The use of free verse within the poem shows ‘Havisham’s’ body parts are incoherent with her emotions, emphasising even more that such a huge burden of disappointment had led to her loss of insanity. The short-fragmented sentences with lack of punctuation insinuate that she cannot even make simple sentences, suggesting her sanity and that the responsibility of disappointment is too much for ‘Havisham’. For instance, ‘spinster…her, myself, who did this/ to me?’. The short, rapid, and incoherent sentences show the expression of self-hatred and shame as it would show her social failure in the Victorian era. She also foregrounds the noun ‘spinster’ to suggest that she never wanted this to happen to her and shows her isolation in life. As a result of this, Duffy maybe wants the audience to sympathise with ‘Havisham’s’ situation and want them to feel that maybe marriage isn’t the best possible action in life, as it could be ruined with one person backing out just like how ‘Havisham’s’ fiancé did to her and leaving a huge void to fill in her life. Furthermore, the use of the third-person narrative ‘her, myself, who’ shows her loss of identity and Duffy maybe connoting that ‘Havisham’ has no hope left in life. In contrast, the poem ‘Before you were Mine’ has a more friendly, warm-hearted, and joyful tone to it, showing the deep connection between a daughter and a mother. This poem shows a complete contrast in disappointment but rather a huge ongoing admiration and respect that has been built throughout the poem for the mother in the poem, ‘Before you were mine’. This is reinforced by the conversational and talkative nature of the poem.

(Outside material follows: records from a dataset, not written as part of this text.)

//! # Status Messages
//!
//! Decoding of the notifications the native side pushes through the message
//! channel:
//!
//! ```json
//! { "action": "status", "status": { "id": "…", "msgType": 1, "value": 2.0 } }
//! ```
//!
//! The `value` is decoded according to `msgType` into a closed
//! [`StatusUpdate`]. Kinds the core does not know and values it cannot use
//! become explicit variants instead of errors, so the dispatcher can report
//! and drop them.

use crate::error::{MediaError, Result};
use crate::state::{MediaErrorCode, MessageKind};
use serde::Deserialize;
use serde_json::Value;

/// Failure reported by the native side, passed through verbatim.
#[derive(Debug, Clone, PartialEq)]
pub struct MediaFailure {
    payload: Value,
}

impl MediaFailure {
    pub fn new(payload: Value) -> Self {
        Self { payload }
    }

    /// Numeric error code: `payload.code` for object payloads, the payload
    /// itself when the native side sent a bare number.
    pub fn code(&self) -> Option<i64> {
        match &self.payload {
            Value::Object(map) => map.get("code").and_then(integer),
            other => integer(other),
        }
    }

    /// Known error code, if the payload carries one.
    pub fn error_code(&self) -> Option<MediaErrorCode> {
        self.code().and_then(MediaErrorCode::from_code)
    }

    pub fn payload(&self) -> &Value {
        &self.payload
    }

    pub fn into_payload(self) -> Value {
        self.payload
    }
}

impl From<Value> for MediaFailure {
    fn from(payload: Value) -> Self {
        Self::new(payload)
    }
}

/// Decoded `value` of a status message.
#[derive(Debug, Clone, PartialEq)]
pub enum StatusUpdate {
    /// Raw state code, see [`PlaybackState`](crate::state::PlaybackState).
    StateChanged(i64),
    /// Duration as reported; -1 when the native side sent no value.
    DurationUpdated(f64),
    PositionUpdated(f64),
    ErrorOccurred(MediaFailure),
    /// `msgType` outside the known set.
    Unrecognized { msg_type: i64 },
    /// Known `msgType` whose value cannot be interpreted.
    Malformed { msg_type: i64, value: Value },
}

/// One status notification addressed to a handle.
#[derive(Debug, Clone, PartialEq)]
pub struct StatusMessage {
    pub id: String,
    pub update: StatusUpdate,
}

impl StatusMessage {
    pub fn new(id: impl Into<String>, update: StatusUpdate) -> Self {
        Self {
            id: id.into(),
            update,
        }
    }

    /// Interprets `value` according to `msg_type`.
    pub fn decode(id: impl Into<String>, msg_type: i64, value: Value) -> Self {
        let update = match MessageKind::from_code(msg_type) {
            Some(MessageKind::StateChanged) => match state_code(&value) {
                Some(state) => StatusUpdate::StateChanged(state),
                None => StatusUpdate::Malformed { msg_type, value },
            },
            Some(MessageKind::DurationUpdated) => match &value {
                Value::Null => StatusUpdate::DurationUpdated(-1.0),
                other => match number(other) {
                    Some(duration) => StatusUpdate::DurationUpdated(duration),
                    None => StatusUpdate::Malformed { msg_type, value },
                },
            },
            Some(MessageKind::PositionUpdated) => match coerce_number(&value) {
                Some(position) => StatusUpdate::PositionUpdated(position),
                None => StatusUpdate::Malformed { msg_type, value },
            },
            Some(MessageKind::ErrorOccurred) => {
                StatusUpdate::ErrorOccurred(MediaFailure::new(value))
            }
            None => StatusUpdate::Unrecognized { msg_type },
        };

        Self::new(id, update)
    }

    /// Wire code of the message kind.
    pub fn msg_type(&self) -> i64 {
        match &self.update {
            StatusUpdate::StateChanged(_) => MessageKind::StateChanged.code(),
            StatusUpdate::DurationUpdated(_) => MessageKind::DurationUpdated.code(),
            StatusUpdate::PositionUpdated(_) => MessageKind::PositionUpdated.code(),
            StatusUpdate::ErrorOccurred(_) => MessageKind::ErrorOccurred.code(),
            StatusUpdate::Unrecognized { msg_type } | StatusUpdate::Malformed { msg_type, .. } => {
                *msg_type
            }
        }
    }
}

/// Action tag of status envelopes.
pub const STATUS_ACTION: &str = "status";

#[derive(Debug, Deserialize)]
struct InboundEnvelope {
    action: String,
    #[serde(default)]
    status: Option<StatusBody>,
}

#[derive(Debug, Deserialize)]
struct StatusBody {
    id: String,
    #[serde(rename = "msgType")]
    msg_type: Value,
    #[serde(default)]
    value: Value,
}

/// Decodes a raw inbound channel message.
///
/// Fails with [`MediaError::UnknownAction`] for any action other than
/// `status` and with [`MediaError::MalformedEnvelope`] when the envelope
/// shape is unusable.
pub fn decode_envelope(message: Value) -> Result<StatusMessage> {
    let envelope: InboundEnvelope = serde_json::from_value(message)
        .map_err(|e| MediaError::MalformedEnvelope(e.to_string()))?;

    if envelope.action != STATUS_ACTION {
        return Err(MediaError::UnknownAction {
            action: envelope.action,
        });
    }

    let body = envelope
        .status
        .ok_or_else(|| MediaError::MalformedEnvelope("missing status body".to_string()))?;

    let msg_type = integer(&body.msg_type).ok_or_else(|| {
        MediaError::MalformedEnvelope(format!("msgType is not an integer: {}", body.msg_type))
    })?;

    Ok(StatusMessage::decode(body.id, msg_type, body.value))
}

pub(crate) fn number(value: &Value) -> Option<f64> {
    match value {
        Value::Number(n) => n.as_f64(),
        Value::String(s) => s.trim().parse::<f64>().ok().filter(|n| n.is_finite()),
        _ => None,
    }
}

/// Integral number; native layers report states as floats (`4.0`).
fn integer(value: &Value) -> Option<i64> {
    match value {
        Value::Number(n) => n.as_i64().or_else(|| n.as_f64().and_then(integral)),
        _ => None,
    }
}

/// State codes also arrive as numeric strings (`"4"`) from some shells.
fn state_code(value: &Value) -> Option<i64> {
    match value {
        Value::String(_) => number(value).and_then(integral),
        other => integer(other),
    }
}

fn integral(f: f64) -> Option<i64> {
    (f.fract() == 0.0 && f.abs() < i64::MAX as f64).then(|| f as i64)
}

/// Loose numeric conversion: `null` and blank strings are 0, booleans are
/// 0/1, anything else non-numeric is rejected.
fn coerce_number(value: &Value) -> Option<f64> {
    match value {
        Value::Null => Some(0.0),
        Value::Bool(b) => Some(if *b { 1.0 } else { 0.0 }),
        Value::String(s) if s.trim().is_empty() => Some(0.0),
        other => number(other),
    }
}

Throughout the poem, Duffy explores the contradicting emotions of ‘Havisham’ and her twisted, depressing, and disappointing life. For example, ‘love’s/ hate behind a white veil’. The use of the oxymoron not only conveys that the contradicting emotions are destroying ‘Havisham’ within but also connotes that love is a false hope given to people. The blunt reality of love is reinforced by the disappointing events in ‘Havisham’ life. The further use of the enjambment in that sentence also reinforces that the contradicting emotions are maybe the reason for the loss of her insanity and mind. The ‘white veil’ suggests she is hidden behind something happy, but on the other hand, she rather left with her tortured and distorted mind. The ‘white veil’ can also suggest purity and innocence that can only be suggested by the clothing not her state of mind and emotions. Moreover, the colour white can symbolise coldness and anger that is hidden behind the ‘white veil’. As a result of this, Duffy wants to show the consequences and reality of love and how it can destroy a person. A similar poem about disappointment and the harsh reality of love is ‘Valentine’, which portrays that the truth may hurt, which can link to ‘Havisham’ and suggest that ‘Havisham’ fiancé wasn’t actually in love but was rather going for the wealth and money she possessed in her life. This is supported by the quote in ‘Valentine’, ‘I am trying to be truthful’.

Finally, in the poem, the plosives show the themes of disappointment, insanity, and human love. For instance, ‘it’s not only the heart that b-b-b-breaks’. The plosive shows the false hope that comes with deceiving love in this fantasy of a world. The fact that her voice mimics the heart-breaking shows that her spirit and mental state has also been shattered. Also, the plosive can suggest that the contradicting emotion are now overwhelming.